Fernando emprende un viaje en autobús desde Buenos Aires hacia un pequeño pueblo de Córdoba tras despedirse de su pareja, en medio de una relación incierta. Va a visitar a su hermano, que atraviesa una reciente y dolorosa separación. Durante el trayecto, entre paradas, silencios y conversaciones pasajeras, se empieza a construir un clima introspectivo donde lo importante no son los hechos, sino lo que se mueve por dentro.

Ya en el pueblo, los hermanos intentan entender sus propias rupturas mientras Fernando incluso contacta a la expareja de su hermano, abriendo una posible reconciliación.
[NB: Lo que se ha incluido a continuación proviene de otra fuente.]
impl Shared {
    pub(super) fn log(&self, line: &str) {
        debug!("{line}");
        self.observer.log_line(line);
    }

    pub(super) fn cancel_token(&self) -> CancelToken {
        self.cancel.clone()
    }

    pub(super) fn set_progress(&self, percent: u8) {
        let changed = {
            let mut state = lock(&self.state);
            let changed = state.progress_percent != percent;
            state.progress_percent = percent;
            changed
        };
        if changed {
            self.observer.progress_changed(percent);
        }
    }

    pub(super) fn set_phase(&self, phase: SessionPhase) {
        lock(&self.state).phase = phase;
    }

    fn settings(&self) -> Settings {
        lock(&self.state).settings.clone()
    }

    fn is_busy(&self) -> bool {
        lock(&self.state).busy
    }

    /// Claim the worker. Fails if a workflow is in flight.
    fn begin(&self) -> Result<()> {
        {
            let mut state = lock(&self.state);
            if state.busy {
                return Err(Error::Busy);
            }
            state.busy = true;
        }
        self.observer.busy_changed(true);
        Ok(())
    }

    fn finish(&self) {
        {
            let mut state = lock(&self.state);
            state.busy = false;
            state.phase = SessionPhase::Idle;
        }
        self.observer.busy_changed(false);
    }

    /// Apply `update` to the settings and report whether anything changed.
    fn update_settings(&self, update: impl FnOnce(&mut Settings)) -> bool {
        let mut state = lock(&self.state);
        let before = state.settings.clone();
        update(&mut state.settings);
        state.settings != before
    }

    fn set_ports(&self, ports: Vec<String>) {
        let changed = {
            let mut state = lock(&self.state);
            let changed = state.ports != ports;
            state.ports.clone_from(&ports);
            changed
        };
        if changed {
            self.observer.port_list_changed(&ports);
        }
    }
}

struct Job {
    workflow: Workflow,
    reply: Sender<Result<WorkflowOutcome>>,
}

struct Completion {
    result: Result<WorkflowOutcome>,
    reply: Sender<Result<WorkflowOutcome>>,
}

/// Pending result of a submitted workflow.
#[derive(Debug)]
pub struct WorkflowHandle {
    rx: Receiver<Result<WorkflowOutcome>>,
}

fn worker_gone() -> Error {
    Error::Io(std::io::Error::other("session worker stopped"))
}

impl WorkflowHandle {
    /// Block until the workflow finishes. The busy flag is already clear
    /// when this returns.
    pub fn wait(self) -> Result<WorkflowOutcome> {
        self.rx.recv().map_err(|_| worker_gone())?
    }

    /// The result if the workflow has finished.
    pub fn try_wait(&self) -> Option<Result<WorkflowOutcome>> {
        match self.rx.try_recv() {
            Ok(result) => Some(result),
            Err(TryRecvError::Empty) => None,
            Err(TryRecvError::Disconnected) => Some(Err(worker_gone())),
        }
    }
}
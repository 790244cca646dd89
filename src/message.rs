//! User-visible message types and close codes (RFC 6455 Section 7.4).

/// WebSocket close status code per RFC 6455 Section 7.4.
#[derive(Debug, Clone, Copy, PartialEq, Eq, Hash, Default)]
#[non_exhaustive]
pub enum CloseCode {
    /// Normal closure (1000). The connection completed its purpose.
    #[default]
    Normal,
    /// Going away (1001). Endpoint is leaving (shutdown, navigation).
    GoingAway,
    /// Protocol error (1002). Malformed frame or protocol violation.
    ProtocolError,
    /// Unsupported data (1003). Endpoint cannot accept the data type.
    UnsupportedData,
    /// No status received (1005). Observed when the peer's close frame
    /// carried no payload; never sent on the wire.
    NoStatus,
    /// Invalid payload (1007). Data inconsistent with the message type,
    /// e.g. non-UTF-8 bytes in a text message.
    InvalidPayload,
    /// Policy violation (1008).
    PolicyViolation,
    /// Message too big (1009).
    MessageTooBig,
    /// Extension failure (1010). Negotiated extension could not process
    /// the message, or an expected extension was not negotiated.
    ExtensionFailure,
    /// Internal error (1011). Unexpected condition at the endpoint.
    InternalError,
    /// Any other code (registered 1012-1014, application 3000-4999, ...).
    Other(u16),
}

impl CloseCode {
    /// Create a `CloseCode` from its numeric value.
    #[must_use]
    pub const fn from_u16(code: u16) -> Self {
        match code {
            1000 => CloseCode::Normal,
            1001 => CloseCode::GoingAway,
            1002 => CloseCode::ProtocolError,
            1003 => CloseCode::UnsupportedData,
            1005 => CloseCode::NoStatus,
            1007 => CloseCode::InvalidPayload,
            1008 => CloseCode::PolicyViolation,
            1009 => CloseCode::MessageTooBig,
            1010 => CloseCode::ExtensionFailure,
            1011 => CloseCode::InternalError,
            other => CloseCode::Other(other),
        }
    }

    /// Get the numeric value of this close code.
    #[must_use]
    pub const fn as_u16(&self) -> u16 {
        match self {
            CloseCode::Normal => 1000,
            CloseCode::GoingAway => 1001,
            CloseCode::ProtocolError => 1002,
            CloseCode::UnsupportedData => 1003,
            CloseCode::NoStatus => 1005,
            CloseCode::InvalidPayload => 1007,
            CloseCode::PolicyViolation => 1008,
            CloseCode::MessageTooBig => 1009,
            CloseCode::ExtensionFailure => 1010,
            CloseCode::InternalError => 1011,
            CloseCode::Other(code) => *code,
        }
    }

    /// Check whether this code may be placed in an outgoing close frame.
    ///
    /// Codes below 1000 and the reserved codes 1004-1006 and 1015 MUST NOT
    /// be sent (RFC 6455 Section 7.4.1). They can still be observed as the
    /// result of decoding a peer's close frame or a missing payload.
    #[must_use]
    pub const fn is_sendable(&self) -> bool {
        let code = self.as_u16();
        code >= 1000 && !matches!(code, 1004..=1006 | 1015)
    }
}

/// Close frame contents: status code plus optional human-readable reason.
#[derive(Debug, Clone, PartialEq, Eq)]
pub struct CloseFrame {
    /// The close status code.
    pub code: CloseCode,
    /// Reason for closing (UTF-8, fits in the 125-byte control payload).
    pub reason: Option<String>,
}

impl CloseFrame {
    /// Create a close frame with the given code and no reason.
    #[must_use]
    pub const fn new(code: CloseCode) -> Self {
        Self { code, reason: None }
    }

    /// Create a close frame with the given code and reason.
    #[must_use]
    pub fn with_reason(code: CloseCode, reason: impl Into<String>) -> Self {
        Self {
            code,
            reason: Some(reason.into()),
        }
    }

    /// Close frame for a normal closure with no reason.
    #[must_use]
    pub const fn normal() -> Self {
        Self::new(CloseCode::Normal)
    }
}

/// A complete WebSocket data message.
///
/// Control frames (ping, pong, close) are handled by the connection and
/// never surface here; the inbound stream yields only data messages.
#[derive(Debug, Clone, PartialEq, Eq)]
#[non_exhaustive]
pub enum Message {
    /// A text message (UTF-8 encoded).
    Text(String),
    /// A binary message (arbitrary bytes).
    Binary(Vec<u8>),
}

impl Message {
    /// Create a text message.
    #[must_use]
    pub fn text(s: impl Into<String>) -> Self {
        Message::Text(s.into())
    }

    /// Create a binary message.
    #[must_use]
    pub fn binary(data: impl Into<Vec<u8>>) -> Self {
        Message::Binary(data.into())
    }

    /// Returns `true` if this is a text message.
    #[must_use]
    pub const fn is_text(&self) -> bool {
        matches!(self, Message::Text(_))
    }

    /// Returns `true` if this is a binary message.
    #[must_use]
    pub const fn is_binary(&self) -> bool {
        matches!(self, Message::Binary(_))
    }

    /// The message payload as bytes.
    #[must_use]
    pub fn payload(&self) -> &[u8] {
        match self {
            Message::Text(s) => s.as_bytes(),
            Message::Binary(data) => data,
        }
    }

    /// Consume and return the text content, if this is a text message.
    #[must_use]
    pub fn into_text(self) -> Option<String> {
        match self {
            Message::Text(s) => Some(s),
            Message::Binary(_) => None,
        }
    }

    /// Consume and return the binary content, if this is a binary message.
    #[must_use]
    pub fn into_binary(self) -> Option<Vec<u8>> {
        match self {
            Message::Binary(data) => Some(data),
            Message::Text(_) => None,
        }
    }

    /// Borrow the text content, if this is a text message.
    #[must_use]
    pub fn as_text(&self) -> Option<&str> {
        match self {
            Message::Text(s) => Some(s),
            Message::Binary(_) => None,
        }
    }
}
//! Message reassembly from data frames (RFC 6455 Section 5.4).
//!
//! Collates a non-continuation data frame plus its continuation frames into
//! one message, enforcing the size cap and (for uncompressed text) UTF-8 as
//! fragments arrive. Compressed messages are accumulated verbatim and
//! validated after the extension pipeline inflates them.

use bytes::BytesMut;

use crate::error::{Error, Result};
use crate::protocol::utf8::Utf8Validator;
use crate::protocol::{Frame, OpCode};

/// A complete, extension-encoded message as read off the wire.
#[derive(Debug)]
pub struct AssembledMessage {
    /// Text or Binary.
    pub opcode: OpCode,
    /// Concatenated fragment payloads.
    pub payload: Vec<u8>,
    /// RSV1 was set on the first frame; the payload still needs the
    /// pipeline's decode pass.
    pub compressed: bool,
}

/// Collates fragments into whole messages.
pub struct MessageReassembler {
    buffer: BytesMut,
    opcode: Option<OpCode>,
    compressed: bool,
    utf8: Option<Utf8Validator>,
    validate_utf8: bool,
    max_message_size: usize,
}

impl MessageReassembler {
    /// Create a reassembler with the given message size cap.
    #[must_use]
    pub fn new(max_message_size: usize, validate_utf8: bool) -> Self {
        Self {
            buffer: BytesMut::new(),
            opcode: None,
            compressed: false,
            utf8: None,
            validate_utf8,
            max_message_size,
        }
    }

    /// Feed the next data frame. Returns the completed message on a
    /// `fin=true` frame, `None` while the sequence is still open.
    ///
    /// Control frames must be routed to the state machine instead; they are
    /// ignored here so an interleaved control frame cannot corrupt an open
    /// sequence.
    ///
    /// # Errors
    ///
    /// - `Error::ProtocolViolation` for a continuation without an open
    ///   sequence, a non-continuation mid-sequence, or RSV1 set on a
    ///   continuation frame
    /// - `Error::MessageTooLarge` when the running total exceeds the cap
    /// - `Error::InvalidUtf8` for invalid text (uncompressed, validation on)
    pub fn push(&mut self, frame: Frame) -> Result<Option<AssembledMessage>> {
        if frame.opcode.is_control() {
            return Ok(None);
        }

        if frame.opcode == OpCode::Continuation {
            if self.opcode.is_none() {
                return Err(Error::ProtocolViolation(
                    "continuation frame without a message in progress".into(),
                ));
            }
            if frame.rsv1 {
                return Err(Error::ProtocolViolation(
                    "RSV1 set on continuation frame".into(),
                ));
            }
        } else {
            if self.opcode.is_some() {
                return Err(Error::ProtocolViolation(
                    "expected continuation frame".into(),
                ));
            }
            self.opcode = Some(frame.opcode);
            self.compressed = frame.rsv1;
            if self.validate_utf8 && frame.opcode == OpCode::Text && !self.compressed {
                self.utf8 = Some(Utf8Validator::new());
            }
        }

        let new_size = self.buffer.len() + frame.payload.len();
        if new_size > self.max_message_size {
            return Err(Error::MessageTooLarge {
                size: new_size,
                max: self.max_message_size,
            });
        }

        if let Some(ref mut validator) = self.utf8 {
            validator.feed(&frame.payload, frame.fin)?;
        }

        self.buffer.extend_from_slice(&frame.payload);

        if frame.fin {
            let payload = self.buffer.split().to_vec();
            let opcode = self.opcode.take().expect("sequence opcode recorded");
            let compressed = self.compressed;
            self.compressed = false;
            self.utf8 = None;
            Ok(Some(AssembledMessage {
                opcode,
                payload,
                compressed,
            }))
        } else {
            Ok(None)
        }
    }

    /// Whether a fragment sequence is open.
    #[must_use]
    pub fn in_progress(&self) -> bool {
        self.opcode.is_some()
    }
}

#[cfg(test)]
mod tests {
    use super::*;

    fn reassembler() -> MessageReassembler {
        MessageReassembler::new(1024, true)
    }

    #[test]
    fn test_single_frame_message() {
        let mut r = reassembler();
        let msg = r.push(Frame::text(b"Hello".to_vec())).unwrap().unwrap();
        assert_eq!(msg.opcode, OpCode::Text);
        assert_eq!(msg.payload, b"Hello");
        assert!(!msg.compressed);
        assert!(!r.in_progress());
    }

    #[test]
    fn test_two_fragment_message() {
        let mut r = reassembler();
        assert!(r
            .push(Frame::new(false, OpCode::Text, b"Hel".to_vec()))
            .unwrap()
            .is_none());
        assert!(r.in_progress());

        let msg = r
            .push(Frame::new(true, OpCode::Continuation, b"lo".to_vec()))
            .unwrap()
            .unwrap();
        assert_eq!(msg.payload, b"Hello");
    }

    #[test]
    fn test_many_fragments_concatenate() {
        let mut r = reassembler();
        assert!(r
            .push(Frame::new(false, OpCode::Binary, vec![1, 2]))
            .unwrap()
            .is_none());
        assert!(r
            .push(Frame::new(false, OpCode::Continuation, vec![3, 4]))
            .unwrap()
            .is_none());
        let msg = r
            .push(Frame::new(true, OpCode::Continuation, vec![5, 6]))
            .unwrap()
            .unwrap();
        assert_eq!(msg.opcode, OpCode::Binary);
        assert_eq!(msg.payload, vec![1, 2, 3, 4, 5, 6]);
    }

    #[test]
    fn test_control_frame_does_not_disturb_sequence() {
        let mut r = reassembler();
        assert!(r
            .push(Frame::new(false, OpCode::Text, b"Hel".to_vec()))
            .unwrap()
            .is_none());

        assert!(r.push(Frame::ping(b"probe".to_vec())).unwrap().is_none());
        assert!(r.in_progress());

        let msg = r
            .push(Frame::new(true, OpCode::Continuation, b"lo".to_vec()))
            .unwrap()
            .unwrap();
        assert_eq!(msg.payload, b"Hello");
    }

    #[test]
    fn test_continuation_without_sequence_fails() {
        let mut r = reassembler();
        let result = r.push(Frame::new(true, OpCode::Continuation, b"x".to_vec()));
        assert!(matches!(result, Err(Error::ProtocolViolation(_))));
    }

    #[test]
    fn test_non_continuation_mid_sequence_fails() {
        let mut r = reassembler();
        r.push(Frame::new(false, OpCode::Text, b"a".to_vec()))
            .unwrap();
        let result = r.push(Frame::new(true, OpCode::Text, b"b".to_vec()));
        assert!(matches!(result, Err(Error::ProtocolViolation(_))));
    }

    #[test]
    fn test_rsv1_on_continuation_fails() {
        let mut r = reassembler();
        let mut first = Frame::new(false, OpCode::Text, b"a".to_vec());
        first.rsv1 = true;
        r.push(first).unwrap();

        let mut cont = Frame::new(true, OpCode::Continuation, b"b".to_vec());
        cont.rsv1 = true;
        let result = r.push(cont);
        assert!(matches!(result, Err(Error::ProtocolViolation(_))));
    }

    #[test]
    fn test_size_cap_enforced() {
        let mut r = MessageReassembler::new(8, false);
        assert!(r
            .push(Frame::new(false, OpCode::Binary, vec![0u8; 6]))
            .unwrap()
            .is_none());
        let result = r.push(Frame::new(true, OpCode::Continuation, vec![0u8; 3]));
        assert!(matches!(
            result,
            Err(Error::MessageTooLarge { size: 9, max: 8 })
        ));
    }

    #[test]
    fn test_utf8_enforced_across_fragments() {
        let mut r = reassembler();
        // 🎉 split across fragments
        assert!(r
            .push(Frame::new(false, OpCode::Text, vec![0xf0, 0x9f]))
            .unwrap()
            .is_none());
        let msg = r
            .push(Frame::new(true, OpCode::Continuation, vec![0x8e, 0x89]))
            .unwrap()
            .unwrap();
        assert_eq!(msg.payload, "🎉".as_bytes());
    }

    #[test]
    fn test_invalid_utf8_rejected_when_enabled() {
        let mut r = reassembler();
        let result = r.push(Frame::new(true, OpCode::Text, vec![0x80, 0x81]));
        assert!(matches!(result, Err(Error::InvalidUtf8)));
    }

    #[test]
    fn test_invalid_utf8_passes_when_disabled() {
        let mut r = MessageReassembler::new(1024, false);
        let msg = r
            .push(Frame::new(true, OpCode::Text, vec![0x80, 0x81]))
            .unwrap()
            .unwrap();
        assert_eq!(msg.payload, vec![0x80, 0x81]);
    }

    #[test]
    fn test_binary_skips_utf8() {
        let mut r = reassembler();
        let msg = r
            .push(Frame::new(true, OpCode::Binary, vec![0x80, 0x81, 0xff]))
            .unwrap()
            .unwrap();
        assert_eq!(msg.payload, vec![0x80, 0x81, 0xff]);
    }

    #[test]
    fn test_compressed_message_skips_incremental_utf8() {
        // Compressed bytes are not UTF-8; validation happens post-inflate.
        let mut r = reassembler();
        let mut first = Frame::new(true, OpCode::Text, vec![0xf3, 0x48, 0xcd]);
        first.rsv1 = true;
        let msg = r.push(first).unwrap().unwrap();
        assert!(msg.compressed);
        assert_eq!(msg.opcode, OpCode::Text);
    }

    #[test]
    fn test_reassembler_reusable_after_message() {
        let mut r = reassembler();
        r.push(Frame::text(b"one".to_vec())).unwrap().unwrap();
        let msg = r.push(Frame::text(b"two".to_vec())).unwrap().unwrap();
        assert_eq!(msg.payload, b"two");
    }
}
En el viaje de regreso, marcado por incidentes inesperados, se mantiene la tensión emocional y la esperanza de reencontrarse con alguien al llegar. La novela pone el foco en los pequeños detalles y los silencios, mostrando que en lo mínimo y lo no dicho se esconden las verdaderas emociones.

Kohan lleva un paso más allá su escritura depurada y precisa, y vuelve a demostrar por qué es uno de los narradores más sólidos y personales de la literatura argentina contemporánea.